(Stored data entries)
- - - - -

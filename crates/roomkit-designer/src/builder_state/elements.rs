//! Room lifecycle, element mutation and derived geometry.

use super::BuilderState;
use crate::geometry;
use crate::model::{
    Door, DoorUpdate, Material, ObjectUpdate, PlacedObject, Room, Wall, WallUpdate, Window,
    WindowUpdate,
};
use crate::tools::ToolState;
use roomkit_core::{ElementId, ElementKind};

impl BuilderState {
    /// Starts a fresh, empty room and resets history to it.
    pub fn create_new_room(&mut self, name: impl Into<String>) -> ElementId {
        let room = Room::new(name);
        let id = room.id;
        tracing::info!("Created room '{}'", room.name);
        self.set_current_room(Some(room));
        id
    }

    /// Replaces the current room. History restarts from it.
    pub fn set_current_room(&mut self, room: Option<Room>) {
        match &room {
            Some(room) => self.history.reset_with(room),
            None => self.history.clear(),
        }
        self.current_room = room;
        self.selection.clear();
        self.tool_state = ToolState::Idle;
    }

    fn can_edit(&self, id: ElementId) -> bool {
        if self.organization.is_locked(id) {
            tracing::trace!("Element {} is locked", id);
            return false;
        }
        true
    }

    // Walls

    /// Appends a wall and checkpoints. Returns `None` without a room.
    pub fn add_wall(&mut self, wall: Wall) -> Option<ElementId> {
        let room = self.current_room.as_mut()?;
        let id = wall.id;
        room.walls.push(wall);
        tracing::debug!("Added wall {}", id);
        self.checkpoint();
        Some(id)
    }

    /// Applies a sparse update. Does not checkpoint.
    pub fn update_wall(&mut self, id: ElementId, update: WallUpdate) -> bool {
        if !self.can_edit(id) {
            return false;
        }
        match self.current_room.as_mut().and_then(|r| r.wall_mut(id)) {
            Some(wall) => {
                update.apply_to(wall);
                true
            }
            None => false,
        }
    }

    /// Removes a wall. Doors and windows referencing it are left alone.
    pub fn remove_wall(&mut self, id: ElementId) -> bool {
        self.remove_checked(id, ElementKind::Wall)
    }

    // Doors

    pub fn add_door(&mut self, door: Door) -> Option<ElementId> {
        let room = self.current_room.as_mut()?;
        let id = door.id;
        room.doors.push(door);
        tracing::debug!("Added door {}", id);
        self.checkpoint();
        Some(id)
    }

    pub fn update_door(&mut self, id: ElementId, update: DoorUpdate) -> bool {
        if !self.can_edit(id) {
            return false;
        }
        match self.current_room.as_mut().and_then(|r| r.door_mut(id)) {
            Some(door) => {
                update.apply_to(door);
                true
            }
            None => false,
        }
    }

    pub fn remove_door(&mut self, id: ElementId) -> bool {
        self.remove_checked(id, ElementKind::Door)
    }

    // Windows

    pub fn add_window(&mut self, window: Window) -> Option<ElementId> {
        let room = self.current_room.as_mut()?;
        let id = window.id;
        room.windows.push(window);
        tracing::debug!("Added window {}", id);
        self.checkpoint();
        Some(id)
    }

    pub fn update_window(&mut self, id: ElementId, update: WindowUpdate) -> bool {
        if !self.can_edit(id) {
            return false;
        }
        match self.current_room.as_mut().and_then(|r| r.window_mut(id)) {
            Some(window) => {
                update.apply_to(window);
                true
            }
            None => false,
        }
    }

    pub fn remove_window(&mut self, id: ElementId) -> bool {
        self.remove_checked(id, ElementKind::Window)
    }

    // Objects

    pub fn add_object(&mut self, object: PlacedObject) -> Option<ElementId> {
        let room = self.current_room.as_mut()?;
        let id = object.id;
        room.objects.push(object);
        tracing::debug!("Added object {}", id);
        self.checkpoint();
        Some(id)
    }

    pub fn update_object(&mut self, id: ElementId, update: ObjectUpdate) -> bool {
        if !self.can_edit(id) {
            return false;
        }
        match self.current_room.as_mut().and_then(|r| r.object_mut(id)) {
            Some(object) => {
                update.apply_to(object);
                true
            }
            None => false,
        }
    }

    pub fn remove_object(&mut self, id: ElementId) -> bool {
        self.remove_checked(id, ElementKind::Object)
    }

    fn remove_checked(&mut self, id: ElementId, kind: ElementKind) -> bool {
        if !self.can_edit(id) {
            return false;
        }
        let removed = self.current_room.as_ref().and_then(|r| r.kind_of(id)) == Some(kind)
            && self.remove_element(id);
        if removed {
            self.checkpoint();
        }
        removed
    }

    /// Removes any element with `id` and drops selection references to it.
    /// Does not check locks or checkpoint.
    pub(crate) fn remove_element(&mut self, id: ElementId) -> bool {
        let Some(room) = self.current_room.as_mut() else {
            return false;
        };
        let Some(kind) = room.kind_of(id) else {
            return false;
        };
        match kind {
            ElementKind::Wall => room.walls.retain(|w| w.id != id),
            ElementKind::Door => {
                room.doors.retain(|d| d.id != id);
                room.forget_opening(id);
            }
            ElementKind::Window => {
                room.windows.retain(|w| w.id != id);
                room.forget_opening(id);
            }
            ElementKind::Object => room.objects.retain(|o| o.id != id),
        }
        self.selection.forget(id);
        tracing::debug!("Removed {} {}", kind, id);
        true
    }

    // Room surfaces

    pub fn set_ceiling_height(&mut self, height: f64) -> bool {
        if !(height.is_finite() && height > 0.0) {
            tracing::trace!("Ignoring ceiling height {}", height);
            return false;
        }
        let Some(room) = self.current_room.as_mut() else {
            return false;
        };
        room.ceiling.height = height;
        self.checkpoint();
        true
    }

    pub fn set_floor_material(&mut self, material: Option<Material>) -> bool {
        let Some(room) = self.current_room.as_mut() else {
            return false;
        };
        room.floor.material = material;
        self.checkpoint();
        true
    }

    pub fn set_ceiling_material(&mut self, material: Option<Material>) -> bool {
        let Some(room) = self.current_room.as_mut() else {
            return false;
        };
        room.ceiling.material = material;
        self.checkpoint();
        true
    }

    // Derived geometry

    /// Floor area enclosed by the wall endpoints, 0 without a room.
    pub fn calculate_room_area(&self) -> f64 {
        self.current_room
            .as_ref()
            .map(|r| geometry::polygon_area(&geometry::room_outline(&r.walls)))
            .unwrap_or(0.0)
    }

    /// Total wall length, 0 without a room.
    pub fn calculate_room_perimeter(&self) -> f64 {
        self.current_room
            .as_ref()
            .map(|r| geometry::polygon_perimeter(&r.walls))
            .unwrap_or(0.0)
    }

    pub fn wall_length(&self, id: ElementId) -> Option<f64> {
        self.current_room
            .as_ref()
            .and_then(|r| r.wall(id))
            .map(geometry::wall_length)
    }
}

- - - - -

* _Assigned task_
Once you find the line containing "let id = wall.id;", stop: reproduce exactly that line and every line of the data before it, and nothing else.

* _Exercise solution_
filename crates/roomkit-designer/src/builder_state/elements.rs
//! Room lifecycle, element mutation and derived geometry.

use super::BuilderState;
use crate::geometry;
use crate::model::{
    Door, DoorUpdate, Material, ObjectUpdate, PlacedObject, Room, Wall, WallUpdate, Window,
    WindowUpdate,
};
use crate::tools::ToolState;
use roomkit_core::{ElementId, ElementKind};

impl BuilderState {
    /// Starts a fresh, empty room and resets history to it.
    pub fn create_new_room(&mut self, name: impl Into<String>) -> ElementId {
        let room = Room::new(name);
        let id = room.id;
        tracing::info!("Created room '{}'", room.name);
        self.set_current_room(Some(room));
        id
    }

    /// Replaces the current room. History restarts from it.
    pub fn set_current_room(&mut self, room: Option<Room>) {
        match &room {
            Some(room) => self.history.reset_with(room),
            None => self.history.clear(),
        }
        self.current_room = room;
        self.selection.clear();
        self.tool_state = ToolState::Idle;
    }

    fn can_edit(&self, id: ElementId) -> bool {
        if self.organization.is_locked(id) {
            tracing::trace!("Element {} is locked", id);
            return false;
        }
        true
    }

    // Walls

    /// Appends a wall and checkpoints. Returns `None` without a room.
    pub fn add_wall(&mut self, wall: Wall) -> Option<ElementId> {
        let room = self.current_room.as_mut()?;
        let id = wall.id;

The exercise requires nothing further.